[[ Excerpted data open ]]

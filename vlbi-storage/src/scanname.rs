//! Pre-existing-scan checking (§4.D "Scan name management"): before
//! opening a new recording, make sure its name doesn't collide with one
//! already present on any mountpoint, appending a single-letter suffix
//! (`a..z` then `A..Z`) when it does.

use std::path::Path;

use regex::Regex;

use crate::error::{Result, StorageError};

const SUFFIXES: &str = "abcdefghijklmnopqrstuvwxyzABCDEFGHIJKLMNOPQRSTUVWXYZ";

/// Scan every mountpoint for entries matching `^scanname([a-zA-Z])?$`
/// and return the set of suffixes already taken (`""` meaning the bare
/// name itself is taken).
pub fn taken_suffixes(mountpoints: &[impl AsRef<Path>], scanname: &str) -> Result<std::collections::HashSet<String>> {
    let pattern = Regex::new(&format!("^{}([a-zA-Z])?$", regex::escape(scanname))).map_err(|_| StorageError::InvalidPattern(scanname.to_string()))?;
    let mut taken = std::collections::HashSet::new();

    for mountpoint in mountpoints {
        let entries = match std::fs::read_dir(mountpoint.as_ref()) {
            Ok(e) => e,
            Err(e) if e.kind() == std::io::ErrorKind::NotFound => continue,
            Err(e) => return Err(e.into()),
        };
        for entry in entries {
            let entry = entry?;
            let name = entry.file_name();
            let name = name.to_string_lossy();
            if let Some(caps) = pattern.captures(&name) {
                taken.insert(caps.get(1).map(|m| m.as_str().to_string()).unwrap_or_default());
            }
        }
    }
    Ok(taken)
}

/// Pick the name to record a new scan under: the bare `scanname` if no
/// entry by that name exists anywhere, else the first unused
/// `a..z, A..Z` suffix. Fails once all 52 are in use.
pub fn allocate_scan_name(mountpoints: &[impl AsRef<Path>], scanname: &str) -> Result<String> {
    let taken = taken_suffixes(mountpoints, scanname)?;
    if !taken.contains("") {
        return Ok(scanname.to_string());
    }
    for suffix in SUFFIXES.chars() {
        let candidate = suffix.to_string();
        if !taken.contains(&candidate) {
            return Ok(format!("{scanname}{suffix}"));
        }
    }
    Err(StorageError::ScanNameSuffixesExhausted(scanname.to_string()))
}

#[cfg(test)]
mod tests {
    use super::*;
    use std::fs::create_dir;

    #[test]
    fn bare_name_is_used_when_free() {
        let dir = tempfile::tempdir().unwrap();
        let name = allocate_scan_name(&[dir.path()], "exp1").unwrap();
        assert_eq!(name, "exp1");
    }

    #[test]
    fn first_free_suffix_is_allocated_when_bare_name_taken() {
        let dir = tempfile::tempdir().unwrap();
        create_dir(dir.path().join("exp1")).unwrap();
        create_dir(dir.path().join("exp1a")).unwrap();
        let name = allocate_scan_name(&[dir.path()], "exp1").unwrap();
        assert_eq!(name, "exp1b");
    }

    #[test]
    fn exhaustion_of_all_52_suffixes_is_an_error() {
        let dir = tempfile::tempdir().unwrap();
        create_dir(dir.path().join("exp1")).unwrap();
        for c in SUFFIXES.chars() {
            create_dir(dir.path().join(format!("exp1{c}"))).unwrap();
        }
        assert!(allocate_scan_name(&[dir.path()], "exp1").is_err());
    }
}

[[ Excerpted data closed ]]

# Work order:
Your response needs to restate the lines above exactly.

# Reply to the exercise:
filename vlbi-storage/src/scanname.rs
//! Pre-existing-scan checking (§4.D "Scan name management"): before
//! opening a new recording, make sure its name doesn't collide with one
//! already present on any mountpoint, appending a single-letter suffix
//! (`a..z` then `A..Z`) when it does.

use std::path::Path;

use regex::Regex;

use crate::error::{Result, StorageError};

const SUFFIXES: &str = "abcdefghijklmnopqrstuvwxyzABCDEFGHIJKLMNOPQRSTUVWXYZ";

/// Scan every mountpoint for entries matching `^scanname([a-zA-Z])?$`
/// and return the set of suffixes already taken (`""` meaning the bare
/// name itself is taken).
pub fn taken_suffixes(mountpoints: &[impl AsRef<Path>], scanname: &str) -> Result<std::collections::HashSet<String>> {
    let pattern = Regex::new(&format!("^{}([a-zA-Z])?$", regex::escape(scanname))).map_err(|_| StorageError::InvalidPattern(scanname.to_string()))?;
    let mut taken = std::collections::HashSet::new();

    for mountpoint in mountpoints {
        let entries = match std::fs::read_dir(mountpoint.as_ref()) {
            Ok(e) => e,
            Err(e) if e.kind() == std::io::ErrorKind::NotFound => continue,
            Err(e) => return Err(e.into()),
        };
        for entry in entries {
            let entry = entry?;
            let name = entry.file_name();
            let name = name.to_string_lossy();
            if let Some(caps) = pattern.captures(&name) {
                taken.insert(caps.get(1).map(|m| m.as_str().to_string()).unwrap_or_default());
            }
        }
    }
    Ok(taken)
}

/// Pick the name to record a new scan under: the bare `scanname` if no
/// entry by that name exists anywhere, else the first unused
/// `a..z, A..Z` suffix. Fails once all 52 are in use.
pub fn allocate_scan_name(mountpoints: &[impl AsRef<Path>], scanname: &str) -> Result<String> {
    let taken = taken_suffixes(mountpoints, scanname)?;
    if !taken.contains("") {
        return Ok(scanname.to_string());
    }
    for suffix in SUFFIXES.chars() {
        let candidate = suffix.to_string();
        if !taken.contains(&candidate) {
            return Ok(format!("{scanname}{suffix}"));
        }
    }
    Err(StorageError::ScanNameSuffixesExhausted(scanname.to_string()))
}

#[cfg(test)]
mod tests {
    use super::*;
    use std::fs::create_dir;

    #[test]
    fn bare_name_is_used_when_free() {
        let dir = tempfile::tempdir().unwrap();
        let name = allocate_scan_name(&[dir.path()], "exp1").unwrap();
        assert_eq!(name, "exp1");
    }

    #[test]
    fn first_free_suffix_is_allocated_when_bare_name_taken() {
        let dir = tempfile::tempdir().unwrap();
        create_dir(dir.path().join("exp1")).unwrap();
        create_dir(dir.path().join("exp1a")).unwrap();
        let name = allocate_scan_name(&[dir.path()], "exp1").unwrap();
        assert_eq!(name, "exp1b");
    }

    #[test]
    fn exhaustion_of_all_52_suffixes_is_an_error() {
        let dir = tempfile::tempdir().unwrap();
        create_dir(dir.path().join("exp1")).unwrap();
        for c in SUFFIXES.chars() {
            create_dir(dir.path().join(format!("exp1{c}"))).unwrap();
        }
        assert!(allocate_scan_name(&[dir.path()], "exp1").is_err());
    }
}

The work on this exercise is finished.